Мелочи жизни, предметы, дары земные, щуки, люстры… – говорят с нами,  они одухотворены и пристально смотрят на человека, ожидая его милосердия и заботы: «Пять зубчиков или разных класть нельзя. У нас ведь две щуки? – Две! Цвей, ехтн! А ну как одной чесноку достанется меньше? Она ж обидится – да не сготовится! А то и вовсе – огорчится. И какой, вы думаете, после этого будет вкус?»

Или – яблонька, которая: «Ее как кто рубить соберется, так она топор чует и сразу цветет да плодоносит!»

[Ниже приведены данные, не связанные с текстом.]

//! Account Entity
//!
//! The authenticable identity record: identity, activity flags, lockout
//! state, and the confirmation/reset token fields.
//!
//! The engine treats an `Account` as an immutable snapshot read from the
//! credential store. State changes go through targeted store commands
//! (`deactivate`, `reset_failed_attempts`, ...), never by mutating a loaded
//! snapshot and writing it back.

use chrono::{DateTime, Utc};

use crate::domain::value_object::{AccountId, Email, UserName};

/// Account snapshot as loaded from the credential store
#[derive(Debug, Clone)]
pub struct Account {
    /// Store-assigned id
    pub id: AccountId,
    /// Login/display handle
    pub user_name: UserName,
    /// Unique email address
    pub email: Email,
    /// Password hash, PHC format (opaque to the engine)
    pub password_hash: String,
    /// Whether the account may log in at all
    pub active: bool,
    /// Whether the email address has been confirmed
    pub email_confirmed: bool,
    /// Consecutive failed login attempts (0..=5)
    pub failed_attempts: u32,
    /// Whether temporary lockout bookkeeping applies
    pub lockout_enabled: bool,
    /// Lockout expiry; meaningful only while `lockout_enabled` and
    /// `failed_attempts < MAX_FAILED_ATTEMPTS`
    pub lockout_until: Option<DateTime<Utc>>,
    /// Pending email-confirmation token, if any
    pub email_confirmation_token: Option<String>,
    /// Pending password-reset token, if any
    pub password_reset_token: Option<String>,
    /// Expiry of the pending password-reset token
    pub password_reset_expiry: Option<DateTime<Utc>>,
    /// Created timestamp
    pub created_at: DateTime<Utc>,
    /// Updated timestamp
    pub updated_at: DateTime<Utc>,
    /// Actor that created the account (propagated, not interpreted)
    pub created_by: Option<AccountId>,
    /// Actor of the last update (propagated, not interpreted)
    pub updated_by: Option<AccountId>,
}

impl Account {
    /// Create a fresh snapshot with clean lockout and token state
    #[allow(clippy::too_many_arguments)]
    pub fn new(
        id: AccountId,
        user_name: UserName,
        email: Email,
        password_hash: String,
        active: bool,
        email_confirmed: bool,
    ) -> Self {
        let now = Utc::now();
        Self {
            id,
            user_name,
            email,
            password_hash,
            active,
            email_confirmed,
            failed_attempts: 0,
            lockout_enabled: false,
            lockout_until: None,
            email_confirmation_token: None,
            password_reset_token: None,
            password_reset_expiry: None,
            created_at: now,
            updated_at: now,
            created_by: None,
            updated_by: None,
        }
    }

    /// Whether the stored reset token is present and non-blank
    pub fn has_reset_token(&self) -> bool {
        self.password_reset_token
            .as_deref()
            .is_some_and(|t| !t.trim().is_empty())
    }

    /// Whether the stored confirmation token is present and non-blank
    pub fn has_confirmation_token(&self) -> bool {
        self.email_confirmation_token
            .as_deref()
            .is_some_and(|t| !t.trim().is_empty())
    }
}

#[cfg(test)]
mod tests {
    use super::*;

    fn account() -> Account {
        Account::new(
            AccountId::from_i64(1),
            UserName::new("alice").unwrap(),
            Email::new("alice@example.com").unwrap(),
            "$argon2id$fake".to_string(),
            true,
            true,
        )
    }

    #[test]
    fn test_new_account_has_clean_state() {
        let account = account();
        assert_eq!(account.failed_attempts, 0);
        assert!(!account.lockout_enabled);
        assert!(account.lockout_until.is_none());
        assert!(!account.has_reset_token());
        assert!(!account.has_confirmation_token());
    }

    #[test]
    fn test_blank_tokens_do_not_count() {
        let mut account = account();
        account.password_reset_token = Some("   ".to_string());
        assert!(!account.has_reset_token());

        account.password_reset_token = Some("token".to_string());
        assert!(account.has_reset_token());
    }
}
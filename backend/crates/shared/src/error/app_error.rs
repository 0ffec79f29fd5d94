//! Application Error - Unified error type for the workspace
//!
//! Defines the [`AppError`] struct and [`AppResult<T>`] type alias.

use std::borrow::Cow;
use std::error::Error;
use std::fmt;

use super::kind::ErrorKind;

/// Unified application error
///
/// The standard error type used across crates, built with a small
/// builder API.
///
/// ## Fields
/// * `kind` - error classification (maps to an HTTP status code)
/// * `message` - user-facing message
/// * `action` - optional action the user should take
/// * `source` - optional original error, kept for debugging
///
/// ## Examples
/// ```rust
/// use kernel::error::{app_error::AppError, kind::ErrorKind};
///
/// let err = AppError::new(ErrorKind::NotFound, "Account not found");
///
/// let err = AppError::new(ErrorKind::BadRequest, "Invalid email format")
///     .with_action("Please enter a valid email address");
/// ```
pub struct AppError {
    kind: ErrorKind,
    message: Cow<'static, str>,
    action: Option<Cow<'static, str>>,
    source: Option<Box<dyn Error + Send + Sync + 'static>>,
}

/// Shorthand for `Result<T, AppError>`
pub type AppResult<T> = Result<T, AppError>;

impl AppError {
    // ========================================================================
    // Constructors
    // ========================================================================

    #[inline]
    pub fn new(kind: ErrorKind, message: impl Into<Cow<'static, str>>) -> Self {
        Self {
            kind,
            message: message.into(),
            action: None,
            source: None,
        }
    }

    /// 400 Bad Request
    #[inline]
    pub fn bad_request(message: impl Into<Cow<'static, str>>) -> Self {
        Self::new(ErrorKind::BadRequest, message)
    }

    /// 401 Unauthorized
    #[inline]
    pub fn unauthorized(message: impl Into<Cow<'static, str>>) -> Self {
        Self::new(ErrorKind::Unauthorized, message)
    }

    /// 403 Forbidden
    #[inline]
    pub fn forbidden(message: impl Into<Cow<'static, str>>) -> Self {
        Self::new(ErrorKind::Forbidden, message)
    }

    /// 404 Not Found
    #[inline]
    pub fn not_found(message: impl Into<Cow<'static, str>>) -> Self {
        Self::new(ErrorKind::NotFound, message)
    }

    /// 409 Conflict
    #[inline]
    pub fn conflict(message: impl Into<Cow<'static, str>>) -> Self {
        Self::new(ErrorKind::Conflict, message)
    }

    /// 410 Gone
    #[inline]
    pub fn gone(message: impl Into<Cow<'static, str>>) -> Self {
        Self::new(ErrorKind::Gone, message)
    }

    /// 422 Unprocessable Entity
    #[inline]
    pub fn unprocessable(message: impl Into<Cow<'static, str>>) -> Self {
        Self::new(ErrorKind::UnprocessableEntity, message)
    }

    /// 423 Locked
    #[inline]
    pub fn locked(message: impl Into<Cow<'static, str>>) -> Self {
        Self::new(ErrorKind::Locked, message)
    }

    /// 500 Internal Server Error
    #[inline]
    pub fn internal(message: impl Into<Cow<'static, str>>) -> Self {
        Self::new(ErrorKind::InternalServerError, message)
    }

    /// 502 Bad Gateway
    #[inline]
    pub fn bad_gateway(message: impl Into<Cow<'static, str>>) -> Self {
        Self::new(ErrorKind::BadGateway, message)
    }

    /// 503 Service Unavailable
    #[inline]
    pub fn service_unavailable(message: impl Into<Cow<'static, str>>) -> Self {
        Self::new(ErrorKind::ServiceUnavailable, message)
    }

    // ========================================================================
    // Builder methods
    // ========================================================================

    /// Attach an action the user should take
    #[inline]
    pub fn with_action(mut self, action: impl Into<Cow<'static, str>>) -> Self {
        self.action = Some(action.into());
        self
    }

    /// Attach the original error for debugging
    #[inline]
    pub fn with_source<E>(mut self, source: E) -> Self
    where
        E: Error + Send + Sync + 'static,
    {
        self.source = Some(Box::new(source));
        self
    }

    // ========================================================================
    // Accessors
    // ========================================================================

    #[inline]
    pub fn kind(&self) -> ErrorKind {
        self.kind
    }

    #[inline]
    pub fn status_code(&self) -> u16 {
        self.kind.status_code()
    }

    #[inline]
    pub fn message(&self) -> &str {
        &self.message
    }

    #[inline]
    pub fn action(&self) -> Option<&str> {
        self.action.as_deref()
    }

    #[inline]
    pub fn is_server_error(&self) -> bool {
        self.kind.is_server_error()
    }

    #[inline]
    pub fn is_client_error(&self) -> bool {
        self.kind.is_client_error()
    }
}

impl fmt::Debug for AppError {
    fn fmt(&self, f: &mut fmt::Formatter<'_>) -> fmt::Result {
        let mut builder = f.debug_struct("AppError");
        builder.field("kind", &self.kind);
        builder.field("message", &self.message);
        if let Some(action) = &self.action {
            builder.field("action", action);
        }
        if let Some(source) = &self.source {
            builder.field("source", source);
        }
        builder.finish()
    }
}

impl fmt::Display for AppError {
    fn fmt(&self, f: &mut fmt::Formatter<'_>) -> fmt::Result {
        write!(f, "[{}] {}", self.kind, self.message)?;
        if let Some(action) = &self.action {
            write!(f, " (Action: {})", action)?;
        }
        Ok(())
    }
}

impl Error for AppError {
    fn source(&self) -> Option<&(dyn Error + 'static)> {
        self.source
            .as_ref()
            .map(|e| e.as_ref() as &(dyn Error + 'static))
    }
}

// ============================================================================
// Result extension traits
// ============================================================================

/// Convert a `Result<T, E>` into an `AppResult<T>`
pub trait ResultExt<T, E> {
    /// Wrap the error in an `AppError` with the given kind and message
    fn map_app_err(self, kind: ErrorKind, message: impl Into<Cow<'static, str>>) -> AppResult<T>
    where
        E: Error + Send + Sync + 'static;
}

impl<T, E> ResultExt<T, E> for Result<T, E> {
    fn map_app_err(self, kind: ErrorKind, message: impl Into<Cow<'static, str>>) -> AppResult<T>
    where
        E: Error + Send + Sync + 'static,
    {
        self.map_err(|e| AppError::new(kind, message).with_source(e))
    }
}

/// Convert an `Option<T>` into an `AppResult<T>`
pub trait OptionExt<T> {
    /// Return an `AppError` of the given kind when `None`
    fn ok_or_app_err(self, kind: ErrorKind, message: impl Into<Cow<'static, str>>) -> AppResult<T>;

    /// Return 404 Not Found when `None`
    fn ok_or_not_found(self, message: impl Into<Cow<'static, str>>) -> AppResult<T>;
}

impl<T> OptionExt<T> for Option<T> {
    fn ok_or_app_err(self, kind: ErrorKind, message: impl Into<Cow<'static, str>>) -> AppResult<T> {
        self.ok_or_else(|| AppError::new(kind, message))
    }

    fn ok_or_not_found(self, message: impl Into<Cow<'static, str>>) -> AppResult<T> {
        self.ok_or_app_err(ErrorKind::NotFound, message)
    }
}

#[cfg(test)]
mod tests {
    use super::*;

    #[test]
    fn test_new_error() {
        let err = AppError::new(ErrorKind::NotFound, "Account not found");
        assert_eq!(err.kind(), ErrorKind::NotFound);
        assert_eq!(err.status_code(), 404);
        assert_eq!(err.message(), "Account not found");
        assert!(err.action().is_none());
    }

    #[test]
    fn test_convenience_constructors() {
        assert_eq!(AppError::bad_request("test").status_code(), 400);
        assert_eq!(AppError::unauthorized("test").status_code(), 401);
        assert_eq!(AppError::forbidden("test").status_code(), 403);
        assert_eq!(AppError::not_found("test").status_code(), 404);
        assert_eq!(AppError::conflict("test").status_code(), 409);
        assert_eq!(AppError::gone("test").status_code(), 410);
        assert_eq!(AppError::unprocessable("test").status_code(), 422);
        assert_eq!(AppError::locked("test").status_code(), 423);
        assert_eq!(AppError::internal("test").status_code(), 500);
        assert_eq!(AppError::bad_gateway("test").status_code(), 502);
        assert_eq!(AppError::service_unavailable("test").status_code(), 503);
    }

    #[test]
    fn test_with_action() {
        let err = AppError::not_found("Account not found").with_action("Please sign up first");
        assert_eq!(err.action(), Some("Please sign up first"));
    }

    #[test]
    fn test_with_source() {
        let io_err = std::io::Error::new(std::io::ErrorKind::NotFound, "file not found");
        let err = AppError::internal("Failed to read file").with_source(io_err);
        assert!(err.source().is_some());
    }

    #[test]
    fn test_display() {
        let err = AppError::not_found("Account not found");
        assert_eq!(err.to_string(), "[Not Found] Account not found");

        let err_with_action =
            AppError::bad_request("Invalid email").with_action("Enter valid email");
        assert!(err_with_action.to_string().contains("Action:"));
    }

    #[test]
    fn test_result_ext() {
        let result: Result<i32, std::io::Error> = Err(std::io::Error::new(
            std::io::ErrorKind::NotFound,
            "not found",
        ));
        let app_result = result.map_app_err(ErrorKind::NotFound, "Resource not found");
        assert!(app_result.is_err());
        assert_eq!(app_result.unwrap_err().status_code(), 404);
    }

    #[test]
    fn test_option_ext() {
        let none: Option<i32> = None;
        let result = none.ok_or_not_found("Item not found");
        assert!(result.is_err());
        assert_eq!(result.unwrap_err().status_code(), 404);

        let some: Option<i32> = Some(42);
        let result = some.ok_or_not_found("Item not found");
        assert_eq!(result.unwrap(), 42);
    }
}
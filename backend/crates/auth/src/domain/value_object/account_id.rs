//! Account ID Value Object
//!
//! Accounts are keyed by a numeric id assigned by the credential store.

use kernel::id::{Id, markers};

/// Typed account id
pub type AccountId = Id<markers::Account>;
//! Auth Error Types
//!
//! Typed results for every engine operation. Expected authentication
//! outcomes (bad credentials, lockout, expired tokens) are ordinary enum
//! variants; hard collaborator failures travel through [`AuthError::Store`]
//! and [`AuthError::Dispatch`] so the boundary can tell them apart.

use chrono::{DateTime, Utc};
use kernel::error::{app_error::AppError, kind::ErrorKind};
use thiserror::Error;

/// Auth-specific result type alias
pub type AuthResult<T> = Result<T, AuthError>;

/// Auth-specific error variants
///
/// `InvalidCredentials` is the uniform answer for both "identifier unknown"
/// and "wrong password" so callers cannot probe which accounts exist.
/// Lockout, deactivation and unconfirmed-email states are intentionally
/// distinguished to guide legitimate users.
#[derive(Debug, Error)]
pub enum AuthError {
    /// Unknown identifier or wrong password
    #[error("Invalid credentials")]
    InvalidCredentials,

    /// Failed-attempt counter reached the permanent-block threshold
    #[error("Account permanently blocked. Please contact admin.")]
    PermanentlyBlocked,

    /// Account is temporarily locked out; carries the raw expiry instant.
    /// Rendering the instant in a timezone is the boundary's job
    /// (see `AuthConfig::format_lockout_end`).
    #[error("Account is locked out until {available_at}")]
    LockedOut { available_at: DateTime<Utc> },

    /// Account exists but is not active
    #[error("Account is deactivated")]
    AccountDeactivated,

    /// Email address has not been confirmed yet
    #[error("Please confirm your email to login")]
    EmailNotConfirmed,

    /// Refresh token unknown, expired, or already revoked
    #[error("Session expired. Please login again.")]
    SessionExpired,

    /// Refresh token points at a missing or inactive account
    #[error("Invalid user")]
    InvalidUser,

    /// Account not found (confirmation / reset flows only)
    #[error("Account not found")]
    NotFound,

    /// Password-reset token missing, mismatched, or past its expiry
    #[error("Invalid or expired password reset token")]
    InvalidOrExpiredToken,

    /// New password rejected by the password policy
    #[error("Password validation failed: {0}")]
    PasswordValidation(String),

    /// Mail dispatch failed
    #[error("Mail dispatch failed: {0}")]
    Dispatch(String),

    /// Credential / token store failure
    #[error("Store error: {0}")]
    Store(#[from] AppError),
}

impl AuthError {
    /// Get the ErrorKind for this error
    pub fn kind(&self) -> ErrorKind {
        match self {
            AuthError::InvalidCredentials
            | AuthError::SessionExpired
            | AuthError::InvalidUser
            | AuthError::InvalidOrExpiredToken => ErrorKind::Unauthorized,
            AuthError::PermanentlyBlocked | AuthError::AccountDeactivated => ErrorKind::Forbidden,
            AuthError::LockedOut { .. } => ErrorKind::Locked,
            AuthError::EmailNotConfirmed => ErrorKind::UnprocessableEntity,
            AuthError::NotFound => ErrorKind::NotFound,
            AuthError::PasswordValidation(_) => ErrorKind::BadRequest,
            AuthError::Dispatch(_) => ErrorKind::BadGateway,
            AuthError::Store(err) => err.kind(),
        }
    }

    /// Get the HTTP status code for this error
    pub fn status_code(&self) -> u16 {
        self.kind().status_code()
    }

    /// Convert to AppError
    pub fn to_app_error(&self) -> AppError {
        AppError::new(self.kind(), self.to_string())
    }
}

#[cfg(test)]
mod tests {
    use super::*;

    #[test]
    fn test_status_mapping() {
        assert_eq!(AuthError::InvalidCredentials.status_code(), 401);
        assert_eq!(AuthError::PermanentlyBlocked.status_code(), 403);
        assert_eq!(
            AuthError::LockedOut {
                available_at: Utc::now()
            }
            .status_code(),
            423
        );
        assert_eq!(AuthError::AccountDeactivated.status_code(), 403);
        assert_eq!(AuthError::EmailNotConfirmed.status_code(), 422);
        assert_eq!(AuthError::SessionExpired.status_code(), 401);
        assert_eq!(AuthError::InvalidUser.status_code(), 401);
        assert_eq!(AuthError::NotFound.status_code(), 404);
        assert_eq!(AuthError::InvalidOrExpiredToken.status_code(), 401);
        assert_eq!(
            AuthError::PasswordValidation("too short".into()).status_code(),
            400
        );
        assert_eq!(AuthError::Dispatch("smtp down".into()).status_code(), 502);
    }

    #[test]
    fn test_store_error_keeps_kind() {
        let err = AuthError::Store(AppError::service_unavailable("pool exhausted"));
        assert_eq!(err.status_code(), 503);
    }

    #[test]
    fn test_to_app_error() {
        let err = AuthError::NotFound.to_app_error();
        assert_eq!(err.kind(), ErrorKind::NotFound);
        assert_eq!(err.message(), "Account not found");
    }
}
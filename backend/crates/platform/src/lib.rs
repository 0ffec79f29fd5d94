//! Platform Crate - Technical Infrastructure
//!
//! This crate provides shared technical foundations:
//! - Cryptographic utilities (CSPRNG, Base64, constant-time compare)
//! - Password hashing (Argon2id, NIST SP 800-63B compliant)
//! - Caller context threaded through engine operations

pub mod client;
pub mod crypto;
pub mod password;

Есть в романе пронзительный пассаж и про гадюку, которая, вопреки сложившимся стереотипам, тянется к молодой женщине как  жалкая, просящая любви и тепла тварь. Гадюке «захотелось большего, чем сытость и покой. Захотелось положить голову на медленно приближающуюся ладонь, от которой исходило ласкающее тепло и, казалось, свет».

Свет исходит от женского начала, а мужского начало – в лице пастуха с хлыстом – жестко и хладнокровно отрубает жалкой змее голову.

Так жалость ко всему живому, доходящая до слез, до истерики и обморока становится пульсом романа, его нервом, подобному оголенному электрическому проводу…

Плетется узор жизни, позвякивает золоченая цепочка образов, нанизываются они друг на друга, а порою перекликаются, как петухи на рассвете, говоря друг с другом из разных времен и стран на одном языке – почти птичьем, но в то же время и русском, и идише, и на любом другом.

Для автора романа, как и для алхимиков, очень важен женский аспект Создания.  Благодаря женщине порою приоткрывается и на мгновение становится зрим Ангел – «одно из Его Лиц, Одно из Его Имен». «Сонмище прародительниц, от самой праматери Евы, всеми каплями крови текущими в тебе отдают свой опыт, имя которому – жизнь. Ибо Неизреченный положил жизни осуществляться через Евино племя… И только женщины могут устроить так, чтобы жизнь была…»

Поэтому и «язык йидиш… называется маме лошн – язык матерей. По большому же счету, любой язык – маме лошн…. Говори на «маме лошн», сиречь – по-русски, что ты мучаешься?»